PROVIDED ENTRIES:
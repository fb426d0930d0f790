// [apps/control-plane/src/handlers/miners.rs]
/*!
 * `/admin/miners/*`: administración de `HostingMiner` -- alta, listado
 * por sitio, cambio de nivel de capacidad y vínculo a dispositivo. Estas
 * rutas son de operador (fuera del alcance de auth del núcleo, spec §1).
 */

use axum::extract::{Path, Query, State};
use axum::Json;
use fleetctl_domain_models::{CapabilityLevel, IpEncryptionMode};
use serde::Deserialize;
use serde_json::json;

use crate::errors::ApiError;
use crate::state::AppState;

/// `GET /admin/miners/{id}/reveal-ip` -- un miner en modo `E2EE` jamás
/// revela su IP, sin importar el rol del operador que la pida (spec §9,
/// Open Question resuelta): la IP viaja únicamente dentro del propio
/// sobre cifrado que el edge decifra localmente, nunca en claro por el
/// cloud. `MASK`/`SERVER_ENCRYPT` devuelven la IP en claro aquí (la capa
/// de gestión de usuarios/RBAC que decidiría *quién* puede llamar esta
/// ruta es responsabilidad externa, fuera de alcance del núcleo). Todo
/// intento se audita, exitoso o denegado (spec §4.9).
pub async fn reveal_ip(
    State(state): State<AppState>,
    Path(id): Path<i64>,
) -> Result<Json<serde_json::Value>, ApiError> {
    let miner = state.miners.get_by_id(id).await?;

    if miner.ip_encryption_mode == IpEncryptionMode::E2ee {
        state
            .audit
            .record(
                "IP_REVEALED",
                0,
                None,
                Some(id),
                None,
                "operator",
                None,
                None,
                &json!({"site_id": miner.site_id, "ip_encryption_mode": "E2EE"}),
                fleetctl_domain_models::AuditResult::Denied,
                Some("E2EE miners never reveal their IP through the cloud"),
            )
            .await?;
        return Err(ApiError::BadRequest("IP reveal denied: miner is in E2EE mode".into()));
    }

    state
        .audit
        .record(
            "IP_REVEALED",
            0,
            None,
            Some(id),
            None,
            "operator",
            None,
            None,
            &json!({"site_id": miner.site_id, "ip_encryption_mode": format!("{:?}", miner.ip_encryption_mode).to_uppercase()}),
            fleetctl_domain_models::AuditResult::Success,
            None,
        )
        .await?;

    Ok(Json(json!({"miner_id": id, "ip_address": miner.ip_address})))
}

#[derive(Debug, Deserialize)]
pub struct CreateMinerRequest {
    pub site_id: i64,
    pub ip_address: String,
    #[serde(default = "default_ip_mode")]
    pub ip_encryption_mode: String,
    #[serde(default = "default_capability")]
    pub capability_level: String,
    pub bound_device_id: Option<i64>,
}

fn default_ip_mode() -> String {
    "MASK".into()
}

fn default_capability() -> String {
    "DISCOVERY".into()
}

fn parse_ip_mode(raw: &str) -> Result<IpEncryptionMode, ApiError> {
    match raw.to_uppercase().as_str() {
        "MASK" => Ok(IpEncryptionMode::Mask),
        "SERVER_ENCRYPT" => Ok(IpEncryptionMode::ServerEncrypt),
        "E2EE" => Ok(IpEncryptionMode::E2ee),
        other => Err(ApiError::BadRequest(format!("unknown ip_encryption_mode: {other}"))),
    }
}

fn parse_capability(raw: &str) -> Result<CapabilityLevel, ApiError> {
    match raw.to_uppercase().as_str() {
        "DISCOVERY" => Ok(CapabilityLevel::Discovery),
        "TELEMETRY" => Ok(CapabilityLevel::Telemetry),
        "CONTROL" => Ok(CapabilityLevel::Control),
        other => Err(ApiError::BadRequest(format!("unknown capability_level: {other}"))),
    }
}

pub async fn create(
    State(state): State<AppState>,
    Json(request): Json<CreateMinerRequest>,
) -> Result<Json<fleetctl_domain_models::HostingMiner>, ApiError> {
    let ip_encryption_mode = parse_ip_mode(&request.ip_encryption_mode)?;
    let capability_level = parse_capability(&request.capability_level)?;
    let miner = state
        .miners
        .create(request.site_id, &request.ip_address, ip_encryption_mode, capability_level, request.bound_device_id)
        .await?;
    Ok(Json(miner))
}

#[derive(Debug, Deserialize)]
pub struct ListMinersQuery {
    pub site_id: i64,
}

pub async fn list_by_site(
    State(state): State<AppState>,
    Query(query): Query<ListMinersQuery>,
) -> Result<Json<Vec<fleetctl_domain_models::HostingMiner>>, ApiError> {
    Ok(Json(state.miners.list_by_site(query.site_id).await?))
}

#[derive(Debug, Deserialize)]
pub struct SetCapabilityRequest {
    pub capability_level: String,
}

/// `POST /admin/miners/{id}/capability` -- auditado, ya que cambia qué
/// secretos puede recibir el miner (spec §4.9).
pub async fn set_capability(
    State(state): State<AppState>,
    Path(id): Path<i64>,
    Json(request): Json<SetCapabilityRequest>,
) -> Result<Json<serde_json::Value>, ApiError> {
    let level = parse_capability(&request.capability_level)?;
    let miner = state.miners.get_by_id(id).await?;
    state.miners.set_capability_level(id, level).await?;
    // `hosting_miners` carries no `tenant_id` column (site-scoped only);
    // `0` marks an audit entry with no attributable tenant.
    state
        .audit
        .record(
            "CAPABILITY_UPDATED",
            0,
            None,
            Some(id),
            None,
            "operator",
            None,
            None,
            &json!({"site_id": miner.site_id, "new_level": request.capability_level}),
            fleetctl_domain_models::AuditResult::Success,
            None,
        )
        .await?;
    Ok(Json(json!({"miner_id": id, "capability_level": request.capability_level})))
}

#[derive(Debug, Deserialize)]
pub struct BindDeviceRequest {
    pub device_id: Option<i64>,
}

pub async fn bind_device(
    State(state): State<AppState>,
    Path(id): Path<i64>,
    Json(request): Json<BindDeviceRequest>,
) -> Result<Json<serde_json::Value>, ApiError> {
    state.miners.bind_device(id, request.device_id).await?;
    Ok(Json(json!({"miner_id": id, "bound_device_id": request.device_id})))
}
---
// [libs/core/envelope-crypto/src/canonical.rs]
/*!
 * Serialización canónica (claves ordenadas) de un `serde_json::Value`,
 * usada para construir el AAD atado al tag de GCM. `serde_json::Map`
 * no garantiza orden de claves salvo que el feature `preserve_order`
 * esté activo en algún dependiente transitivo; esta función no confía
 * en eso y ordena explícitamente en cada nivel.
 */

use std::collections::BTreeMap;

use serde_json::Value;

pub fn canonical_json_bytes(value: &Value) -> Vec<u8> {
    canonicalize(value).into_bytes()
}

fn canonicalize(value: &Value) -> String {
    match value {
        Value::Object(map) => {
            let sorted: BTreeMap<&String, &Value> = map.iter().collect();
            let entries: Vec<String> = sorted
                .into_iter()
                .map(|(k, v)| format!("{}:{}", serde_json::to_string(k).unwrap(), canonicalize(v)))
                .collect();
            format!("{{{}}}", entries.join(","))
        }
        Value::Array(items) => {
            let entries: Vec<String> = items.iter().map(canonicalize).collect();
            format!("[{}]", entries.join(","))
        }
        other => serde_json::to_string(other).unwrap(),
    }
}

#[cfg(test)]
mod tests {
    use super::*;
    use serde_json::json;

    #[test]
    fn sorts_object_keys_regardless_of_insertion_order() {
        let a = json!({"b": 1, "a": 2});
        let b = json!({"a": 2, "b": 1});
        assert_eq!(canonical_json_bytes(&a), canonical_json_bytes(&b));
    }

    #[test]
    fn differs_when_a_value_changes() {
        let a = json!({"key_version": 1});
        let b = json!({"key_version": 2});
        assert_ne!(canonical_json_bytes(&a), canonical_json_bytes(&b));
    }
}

ACTIVITY:
Repeat exactly the lines above from the one with "column (site-scoped only);" up to and including the one with "state.miners.bind_device(id, request.device_id).await?;". No other line belongs in the reply.

ANSWER FOR THE TASK:
    // `hosting_miners` carries no `tenant_id` column (site-scoped only);
    // `0` marks an audit entry with no attributable tenant.
    state
        .audit
        .record(
            "CAPABILITY_UPDATED",
            0,
            None,
            Some(id),
            None,
            "operator",
            None,
            None,
            &json!({"site_id": miner.site_id, "new_level": request.capability_level}),
            fleetctl_domain_models::AuditResult::Success,
            None,
        )
        .await?;
    Ok(Json(json!({"miner_id": id, "capability_level": request.capability_level})))
}

#[derive(Debug, Deserialize)]
pub struct BindDeviceRequest {
    pub device_id: Option<i64>,
}

pub async fn bind_device(
    State(state): State<AppState>,
    Path(id): Path<i64>,
    Json(request): Json<BindDeviceRequest>,
) -> Result<Json<serde_json::Value>, ApiError> {
    state.miners.bind_device(id, request.device_id).await?;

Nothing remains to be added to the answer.